Tic, tac, tic, tac
Tic, tac, tic, tac. La
insistencia del reloj me persigue en mi anodinos segundos. Me
martillea una y otra vez las sienes socavándome el ánimo y agotando
mi paciencia. Tic, tac, tic, tac. La
afilada y esbelta aguja se mueve, con su inexorable y monótono paso,
por toda la Esfera. Tic, tac, tic, tac. Pasa
una y otra vez por el mismo lado, pero sin parecer darse cuenta.
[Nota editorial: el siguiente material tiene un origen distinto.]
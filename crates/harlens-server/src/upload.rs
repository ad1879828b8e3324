use crate::{Error, Result};
use http::{HeaderMap, Uri, header};
use hyper::body::Bytes;
use std::convert::Infallible;

pub const HAR_EXTENSION: &str = ".har";

/// Form field carrying the HAR file in multipart uploads
pub const FILE_FIELD: &str = "file";

/// Reject uploads that cannot be a HAR file before they reach the analyzer
pub fn validate_upload(filename: Option<&str>, content: &[u8]) -> Result<()> {
    if content.is_empty() {
        return Err(Error::Upload("Please upload a HAR file".to_string()));
    }

    match filename {
        Some(name) if name.ends_with(HAR_EXTENSION) => Ok(()),
        _ => Err(Error::Upload("File must be a .har file".to_string())),
    }
}

/// Find the uploaded file's name, preferring the `filename` query parameter
/// over a `Content-Disposition` header
pub fn upload_filename(uri: &Uri, headers: &HeaderMap) -> Option<String> {
    filename_from_query(uri).or_else(|| {
        headers
            .get(header::CONTENT_DISPOSITION)
            .and_then(|v| v.to_str().ok())
            .and_then(filename_from_content_disposition)
    })
}

fn filename_from_query(uri: &Uri) -> Option<String> {
    let query = uri.query()?;
    url::form_urlencoded::parse(query.as_bytes())
        .find(|(key, _)| key == "filename")
        .map(|(_, value)| value.into_owned())
        .filter(|name| !name.is_empty())
}

fn filename_from_content_disposition(value: &str) -> Option<String> {
    value.split(';').skip(1).find_map(|param| {
        let (key, val) = param.split_once('=')?;
        if !key.trim().eq_ignore_ascii_case("filename") {
            return None;
        }
        let name = val.trim().trim_matches('"');
        (!name.is_empty()).then(|| name.to_string())
    })
}

/// Boundary of a `multipart/form-data` request; `None` for raw uploads
pub fn multipart_boundary(headers: &HeaderMap) -> Result<Option<String>> {
    let Some(content_type) = headers
        .get(header::CONTENT_TYPE)
        .and_then(|v| v.to_str().ok())
    else {
        return Ok(None);
    };

    let is_form_data = content_type
        .parse::<mime::Mime>()
        .map(|m| m.type_() == mime::MULTIPART && m.subtype() == mime::FORM_DATA)
        .unwrap_or(false);
    if !is_form_data {
        return Ok(None);
    }

    multer::parse_boundary(content_type)
        .map(Some)
        .map_err(|e| Error::Upload(format!("Invalid multipart upload: {}", e)))
}

/// Pull the `file` part and its filename out of a buffered multipart body.
/// A body without that part yields no name and no content.
pub async fn read_multipart(body: Bytes, boundary: String) -> Result<(Option<String>, Bytes)> {
    let stream = futures::stream::once(async move { Ok::<_, Infallible>(body) });
    let mut multipart = multer::Multipart::new(stream, boundary);

    while let Some(field) = multipart.next_field().await.map_err(multipart_error)? {
        if field.name() != Some(FILE_FIELD) {
            tracing::debug!("Skipping multipart field {:?}", field.name());
            continue;
        }

        let filename = field.file_name().map(str::to_string);
        let content = field.bytes().await.map_err(multipart_error)?;
        return Ok((filename, content));
    }

    Ok((None, Bytes::new()))
}

fn multipart_error(err: multer::Error) -> Error {
    Error::Upload(format!("Invalid multipart upload: {}", err))
}

#[cfg(test)]
mod tests {
    use super::*;
    use http::HeaderValue;

    #[test]
    fn test_validate_accepts_har() {
        assert!(validate_upload(Some("capture.har"), b"{}").is_ok());
    }

    #[test]
    fn test_validate_rejects_empty() {
        let err = validate_upload(Some("capture.har"), b"").unwrap_err();
        assert_eq!(err.to_string(), "Please upload a HAR file");
    }

    #[test]
    fn test_validate_rejects_wrong_extension() {
        let err = validate_upload(Some("capture.json"), b"{}").unwrap_err();
        assert_eq!(err.to_string(), "File must be a .har file");

        assert!(validate_upload(Some("capture.har.txt"), b"{}").is_err());
        assert!(validate_upload(None, b"{}").is_err());
    }

    #[test]
    fn test_validate_checks_empty_before_name() {
        let err = validate_upload(None, b"").unwrap_err();
        assert_eq!(err.to_string(), "Please upload a HAR file");
    }

    #[test]
    fn test_filename_from_query() {
        let uri: Uri = "/api/har/upload?filename=my%20capture.har".parse().unwrap();
        assert_eq!(
            upload_filename(&uri, &HeaderMap::new()).as_deref(),
            Some("my capture.har")
        );
    }

    #[test]
    fn test_filename_from_content_disposition() {
        let uri: Uri = "/api/har/upload".parse().unwrap();
        let mut headers = HeaderMap::new();
        headers.insert(
            header::CONTENT_DISPOSITION,
            HeaderValue::from_static("attachment; filename=\"session.har\""),
        );
        assert_eq!(
            upload_filename(&uri, &headers).as_deref(),
            Some("session.har")
        );
    }

    #[test]
    fn test_query_takes_precedence() {
        let uri: Uri = "/api/har/upload?filename=a.har".parse().unwrap();
        let mut headers = HeaderMap::new();
        headers.insert(
            header::CONTENT_DISPOSITION,
            HeaderValue::from_static("attachment; filename=b.har"),
        );
        assert_eq!(upload_filename(&uri, &headers).as_deref(), Some("a.har"));
    }

    fn form_body(parts: &[(&str, Option<&str>, &str)]) -> Bytes {
        let mut body = String::new();
        for (name, filename, content) in parts {
            body.push_str("--XBOUND\r\n");
            match filename {
                Some(f) => body.push_str(&format!(
                    "Content-Disposition: form-data; name=\"{}\"; filename=\"{}\"\r\n",
                    name, f
                )),
                None => body.push_str(&format!(
                    "Content-Disposition: form-data; name=\"{}\"\r\n",
                    name
                )),
            }
            body.push_str("\r\n");
            body.push_str(content);
            body.push_str("\r\n");
        }
        body.push_str("--XBOUND--\r\n");
        Bytes::from(body)
    }

    #[test]
    fn test_multipart_boundary() {
        let mut headers = HeaderMap::new();
        assert_eq!(multipart_boundary(&headers).unwrap(), None);

        headers.insert(
            header::CONTENT_TYPE,
            HeaderValue::from_static("application/json"),
        );
        assert_eq!(multipart_boundary(&headers).unwrap(), None);

        headers.insert(
            header::CONTENT_TYPE,
            HeaderValue::from_static("multipart/form-data; boundary=XBOUND"),
        );
        assert_eq!(
            multipart_boundary(&headers).unwrap().as_deref(),
            Some("XBOUND")
        );
    }

    #[test]
    fn test_multipart_without_boundary_is_rejected() {
        let mut headers = HeaderMap::new();
        headers.insert(
            header::CONTENT_TYPE,
            HeaderValue::from_static("multipart/form-data"),
        );
        assert!(matches!(
            multipart_boundary(&headers),
            Err(Error::Upload(_))
        ));
    }

    #[tokio::test]
    async fn test_read_multipart_picks_file_field() {
        let body = form_body(&[
            ("note", None, "ignored"),
            ("file", Some("capture.har"), "{\"log\": {\"entries\": []}}"),
        ]);

        let (filename, content) = read_multipart(body, "XBOUND".to_string()).await.unwrap();

        assert_eq!(filename.as_deref(), Some("capture.har"));
        assert_eq!(&content[..], b"{\"log\": {\"entries\": []}}");
    }

    #[tokio::test]
    async fn test_read_multipart_without_file_field() {
        let body = form_body(&[("note", None, "hello")]);

        let (filename, content) = read_multipart(body, "XBOUND".to_string()).await.unwrap();

        assert_eq!(filename, None);
        assert!(content.is_empty());
        assert_eq!(
            validate_upload(filename.as_deref(), &content)
                .unwrap_err()
                .to_string(),
            "Please upload a HAR file"
        );
    }

    #[test]
    fn test_no_filename() {
        let uri: Uri = "/api/har/upload?other=1".parse().unwrap();
        let mut headers = HeaderMap::new();
        headers.insert(
            header::CONTENT_DISPOSITION,
            HeaderValue::from_static("attachment"),
        );
        assert_eq!(upload_filename(&uri, &headers), None);
    }
}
Normal, no tiene conciencia de sí misma. No se mueve por decisión
propia, sino por la del Mecanismo. Tic, tac, tic, tac. Mi
sombra, la sombra de la manecilla, es la única que camina detrás de
mí. Soledad. Sí, estoy solo. Solo y abandonado a mi suerte en una
ruidosa multitud que sólo me ofrece eso: ruido. Tic, tac,
tic, tac. La obstinada
onomatopeya me ahoga, me afixia, me mata. Tic, tac, tic,...
Silencio ¿Y el Tac?
¿Dónde está el Tac?
No lo oigo. Oigo a mi corazón, oigo a la multitud, pero no oigo el
reloj. Felicidad. Sí, esto debe de ser a lo que llaman felicidad.
¡Soy libre! ¡Ya no
tengo que girar más alrededor de esa estúpida esfera! ¡Un
momento!... Ningún componente del reloj se mueve. Todo está quieto,
detenido, sereno, con esa angustiosa calma que presagia el desastre.
No oigo nada. Sólo se oye el sonido del silencio... Silencio...
Silencio... ¿Estaré muerto?
¿Es por eso por lo que no oigo el infernal Tac?
Sí, esto es. Estoy muerto. Mi insignificante vida ha terminado...
¡TAC! El estrépito
rompe la calma. No hay quietud, no hay silencio, sólo hay
tic, tac. El ritmo es frenético,
la velocidad se ha adueñado de todo. tic, tac, tic, tac,
tic, tac ¡Calla, ruido
infernal! tic, tac, tic, tac, tic, tac ¡Calla,
ruido ensordecedor! tic, tac, tic, tac, tic, tac. ¡Calla, eco de mi vida vacía! tic, tac, tic, tac, tic, tac. Sí,
estoy seguro. Ahora es cuando realmente estoy muerto. El ruido de la gente es
el que me mata; y mientras que viva estaré muerto.